■ EXERCISE GOAL: Pull every line containing "pending" out of the listing below.

■ EXTRACTED MATERIAL:
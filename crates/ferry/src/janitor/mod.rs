/*
 *  Copyright 2025-2026 Colliery Software
 *
 *  Licensed under the Apache License, Version 2.0 (the "License");
 *  you may not use this file except in compliance with the License.
 *  You may obtain a copy of the License at
 *
 *      http://www.apache.org/licenses/LICENSE-2.0
 *
 *  Unless required by applicable law or agreed to in writing, software
 *  distributed under the License is distributed on an "AS IS" BASIS,
 *  WITHOUT WARRANTIES OR CONDITIONS OF ANY KIND, either express or implied.
 *  See the License for the specific language governing permissions and
 *  limitations under the License.
 */

//! Janitor
//!
//! Two independent periodic jobs keep the Request Store moving:
//!
//! - **Maintenance** (default every 60s): release locks older than the stale
//!   threshold, then time out pending requests older than the request timeout
//!   and queue a `timeout` callback for each. When short-lived expiry is
//!   configured, terminal requests older than that are also deleted here.
//! - **Retention** (default every 24h): purge terminal requests completed
//!   more than the retention age ago.
//!
//! Each job body is a public method ([`Janitor::run_maintenance_cycle`],
//! [`Janitor::run_retention_cycle`]) driven by the janitor's [`Clock`], so it
//! can be invoked directly. [`Janitor::start`] wraps both in interval loops.
//!
//! Every predicate is an age/status filter over the store, so a skipped
//! cycle loses nothing: the next one picks the same rows up. Shutdown never
//! interrupts a running cycle, because rows it has already moved to
//! `timeout` would not be found again.
//! Timeouts are only detected when a cycle runs, so a request can stay
//! pending for up to one maintenance interval past the timeout.
//!
//! Categories are processed one at a time and a failure in one is logged and
//! reported without stopping the others.

mod config;

pub use config::{JanitorConfig, JanitorConfigBuilder};

use std::sync::Arc;
use tokio::sync::broadcast;
use tokio::task::JoinHandle;
use tokio::time::{self, Instant, MissedTickBehavior};
use tracing::{debug, error, info, warn};

use crate::callback::{CallbackPayload, DeliveryPool};
use crate::clock::Clock;
use crate::dal::DAL;
use crate::error::StoreError;
use crate::models::request::RequestStatus;
use crate::relay::events::{RelayEvent, RelayEventBus};
use crate::relay::RelayEngine;

/// `tokio::time::interval` rejects a zero period.
const MIN_PERIOD: std::time::Duration = std::time::Duration::from_millis(10);

/// Outcome of one maintenance cycle.
#[derive(Debug, Clone, Default, PartialEq, Eq)]
pub struct MaintenanceReport {
    pub released: usize,
    pub timed_out: usize,
    pub expired: usize,
    /// Categories where at least one step failed.
    pub failed_categories: Vec<String>,
}

/// Outcome of one retention cycle.
#[derive(Debug, Clone, Default, PartialEq, Eq)]
pub struct RetentionReport {
    pub purged: usize,
    pub failed_categories: Vec<String>,
}

/// Periodic maintenance over the Request Store.
#[derive(Clone)]
pub struct Janitor {
    dal: DAL,
    events: RelayEventBus,
    deliveries: DeliveryPool,
    clock: Arc<dyn Clock>,
    config: JanitorConfig,
}

impl Janitor {
    pub fn new(
        dal: DAL,
        events: RelayEventBus,
        deliveries: DeliveryPool,
        clock: Arc<dyn Clock>,
        config: JanitorConfig,
    ) -> Self {
        Self {
            dal,
            events,
            deliveries,
            clock,
            config,
        }
    }

    /// Builds a janitor sharing the engine's store, bus, delivery pool and clock.
    pub fn for_engine(engine: &RelayEngine, config: JanitorConfig) -> Self {
        Self::new(
            engine.dal().clone(),
            engine.events().clone(),
            engine.deliveries().clone(),
            engine.clock(),
            config,
        )
    }

    pub fn config(&self) -> &JanitorConfig {
        &self.config
    }

    /// Stale-lock release, timeout escalation and, if configured, short-lived
    /// expiry for every provisioned category.
    ///
    /// Only fails when the category list itself cannot be read.
    pub async fn run_maintenance_cycle(&self) -> Result<MaintenanceReport, StoreError> {
        let now = self.clock.now();
        let stale_cutoff = now.minus(self.config.stale_lock_age());
        let timeout_cutoff = now.minus(self.config.request_timeout_age());
        let expiry_cutoff = self.config.expire_after_age().map(|age| now.minus(age));

        let mut report = MaintenanceReport::default();
        let requests = self.dal.requests();

        for category in self.dal.counters().list_categories().await? {
            let mut failed = false;

            match requests.release_stale_locks(&category, stale_cutoff).await {
                Ok(0) => {}
                Ok(released) => {
                    info!(category = %category, released, "Released stale locks");
                    report.released += released;
                }
                Err(e) => {
                    error!(category = %category, "Stale lock release failed: {}", e);
                    failed = true;
                }
            }

            match requests
                .escalate_timeouts(&category, timeout_cutoff, now)
                .await
            {
                Ok(expired) => {
                    if !expired.is_empty() {
                        info!(category = %category, count = expired.len(), "Timed out pending requests");
                    }
                    report.timed_out += expired.len();

                    for request in expired {
                        self.events.publish(RelayEvent::RequestCompleted {
                            category: request.category.clone(),
                            identifier: request.identifier.clone(),
                            status: RequestStatus::Timeout,
                            worker_id: None,
                        });
                        self.deliveries
                            .enqueue(
                                request.callback_url.clone(),
                                CallbackPayload::for_request(&request, RequestStatus::Timeout),
                            )
                            .await;
                    }
                }
                Err(e) => {
                    error!(category = %category, "Timeout escalation failed: {}", e);
                    failed = true;
                }
            }

            if let Some(cutoff) = expiry_cutoff {
                match requests.purge(&category, cutoff).await {
                    Ok(0) => {}
                    Ok(expired) => {
                        debug!(category = %category, expired, "Expired short-lived requests");
                        report.expired += expired;
                    }
                    Err(e) => {
                        error!(category = %category, "Short-lived expiry failed: {}", e);
                        failed = true;
                    }
                }
            }

            if failed {
                report.failed_categories.push(category);
            }
        }

        Ok(report)
    }

    /// Purges terminal requests past the retention age in every category.
    pub async fn run_retention_cycle(&self) -> Result<RetentionReport, StoreError> {
        let cutoff = self.clock.now().minus(self.config.retention_age());
        let mut report = RetentionReport::default();
        let requests = self.dal.requests();

        for category in self.dal.counters().list_categories().await? {
            match requests.purge(&category, cutoff).await {
                Ok(purged) => {
                    if purged > 0 {
                        info!(category = %category, purged, "Purged completed requests");
                    }
                    report.purged += purged;
                }
                Err(e) => {
                    error!(category = %category, "Retention purge failed: {}", e);
                    report.failed_categories.push(category);
                }
            }
        }

        Ok(report)
    }

    /// Runs maintenance cycles until shutdown is signalled.
    ///
    /// Shutdown is only observed between cycles. A cycle that has started
    /// always publishes and enqueues the callbacks for what it timed out.
    async fn run_maintenance_loop(&self, mut shutdown_rx: broadcast::Receiver<()>) {
        let period = self.config.maintenance_interval().max(MIN_PERIOD);
        let mut interval = time::interval_at(Instant::now() + period, period);
        interval.set_missed_tick_behavior(MissedTickBehavior::Skip);

        loop {
            tokio::select! {
                _ = interval.tick() => {}
                _ = shutdown_rx.recv() => {
                    info!("Janitor maintenance shutdown requested");
                    break;
                }
            }

            match self.run_maintenance_cycle().await {
                Ok(report) if !report.failed_categories.is_empty() => {
                    warn!(failed = ?report.failed_categories, "Maintenance cycle finished with failures");
                }
                Ok(report) => debug!(?report, "Maintenance cycle finished"),
                Err(e) => error!("Maintenance cycle failed: {}", e),
            }
        }
    }

    async fn run_retention_loop(&self, mut shutdown_rx: broadcast::Receiver<()>) {
        let period = self.config.retention_interval().max(MIN_PERIOD);
        let mut interval = time::interval_at(Instant::now() + period, period);
        interval.set_missed_tick_behavior(MissedTickBehavior::Skip);

        loop {
            tokio::select! {
                _ = interval.tick() => {}
                _ = shutdown_rx.recv() => {
                    info!("Janitor retention shutdown requested");
                    break;
                }
            }

            match self.run_retention_cycle().await {
                Ok(report) => debug!(?report, "Retention cycle finished"),
                Err(e) => error!("Retention cycle failed: {}", e),
            }
        }
    }

    /// Spawns both periodic jobs. The first run of each happens one interval
    /// after start.
    pub fn start(self) -> JanitorHandle {
        info!(
            maintenance_interval = ?self.config.maintenance_interval(),
            retention_interval = ?self.config.retention_interval(),
            "Starting janitor"
        );

        let (shutdown_tx, maintenance_shutdown_rx) = broadcast::channel(1);
        let retention_shutdown_rx = shutdown_tx.subscribe();

        let janitor = self.clone();
        let maintenance_handle = tokio::spawn(async move {
            janitor.run_maintenance_loop(maintenance_shutdown_rx).await;
        });

        let janitor = self;
        let retention_handle = tokio::spawn(async move {
            janitor.run_retention_loop(retention_shutdown_rx).await;
        });

        JanitorHandle {
            shutdown_tx,
            handles: vec![maintenance_handle, retention_handle],
        }
    }
}

/// Handle to a running janitor.
pub struct JanitorHandle {
    shutdown_tx: broadcast::Sender<()>,
    handles: Vec<JoinHandle<()>>,
}

impl JanitorHandle {
    /// Stops both jobs and waits for them to exit.
    pub async fn shutdown(self) {
        let _ = self.shutdown_tx.send(());
        for handle in self.handles {
            if let Err(e) = handle.await {
                error!("Janitor task ended abnormally: {}", e);
            }
        }
    }
}
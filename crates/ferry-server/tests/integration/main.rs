/*
 *  Copyright 2025-2026 Colliery Software
 *
 *  Licensed under the Apache License, Version 2.0 (the "License");
 *  you may not use this file except in compliance with the License.
 *  You may obtain a copy of the License at
 *
 *      http://www.apache.org/licenses/LICENSE-2.0
 *
 *  Unless required by applicable law or agreed to in writing, software
 *  distributed under the License is distributed on an "AS IS" BASIS,
 *  WITHOUT WARRANTIES OR CONDITIONS OF ANY KIND, either express or implied.
 *  See the License for the specific language governing permissions and
 *  limitations under the License.
 */

pub mod routes;

#[path = "../fixtures.rs"]
mod fixtures;
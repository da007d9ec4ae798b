/*
 *  Copyright 2025-2026 Colliery Software
 *
 *  Licensed under the Apache License, Version 2.0 (the "License");
 *  you may not use this file except in compliance with the License.
 *  You may obtain a copy of the License at
 *
 *      http://www.apache.org/licenses/LICENSE-2.0
 *
 *  Unless required by applicable law or agreed to in writing, software
 *  distributed under the License is distributed on an "AS IS" BASIS,
 *  WITHOUT WARRANTIES OR CONDITIONS OF ANY KIND, either express or implied.
 *  See the License for the specific language governing permissions and
 *  limitations under the License.
 */

//! Age thresholds given on the command line.

use anyhow::{anyhow, Context, Result};
use chrono::Duration;
use ferry::UniversalTimestamp;

/// Parse an age like "30d", "24h", "7d12h", "5m" or "45s".
///
/// Units may be combined, largest first or not; they simply add up.
pub fn parse_duration(s: &str) -> Result<Duration> {
    let s = s.trim().to_lowercase();
    if s.is_empty() {
        return Err(anyhow!("Duration string cannot be empty"));
    }

    let mut total = Duration::zero();
    let mut digits = String::new();

    for c in s.chars() {
        if c.is_ascii_digit() {
            digits.push(c);
            continue;
        }

        if digits.is_empty() {
            return Err(anyhow!(
                "Invalid duration format: expected number before '{}'",
                c
            ));
        }

        let value: i64 = digits
            .parse()
            .with_context(|| format!("Invalid number in duration: {}", digits))?;
        digits.clear();

        total = total
            + match c {
                'd' => Duration::days(value),
                'h' => Duration::hours(value),
                'm' => Duration::minutes(value),
                's' => Duration::seconds(value),
                _ => return Err(anyhow!("Unknown duration unit: '{}'. Use d, h, m, or s", c)),
            };
    }

    if !digits.is_empty() {
        return Err(anyhow!(
            "Duration '{}' is missing a unit. Use d (days), h (hours), m (minutes), or s (seconds)",
            s
        ));
    }

    if total <= Duration::zero() {
        return Err(anyhow!("Duration must be greater than zero"));
    }

    Ok(total)
}

/// The instant `older_than` before now.
pub fn cutoff(older_than: &str) -> Result<UniversalTimestamp> {
    let age = parse_duration(older_than)
        .with_context(|| format!("Invalid duration: '{}'", older_than))?;
    Ok(UniversalTimestamp::now().minus(age))
}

■ EXERCISE ANSWER:
//!   threshold, then time out pending requests older than the request timeout
//! pending for up to one maintenance interval past the timeout.
                        info!(category = %category, count = expired.len(), "Timed out pending requests");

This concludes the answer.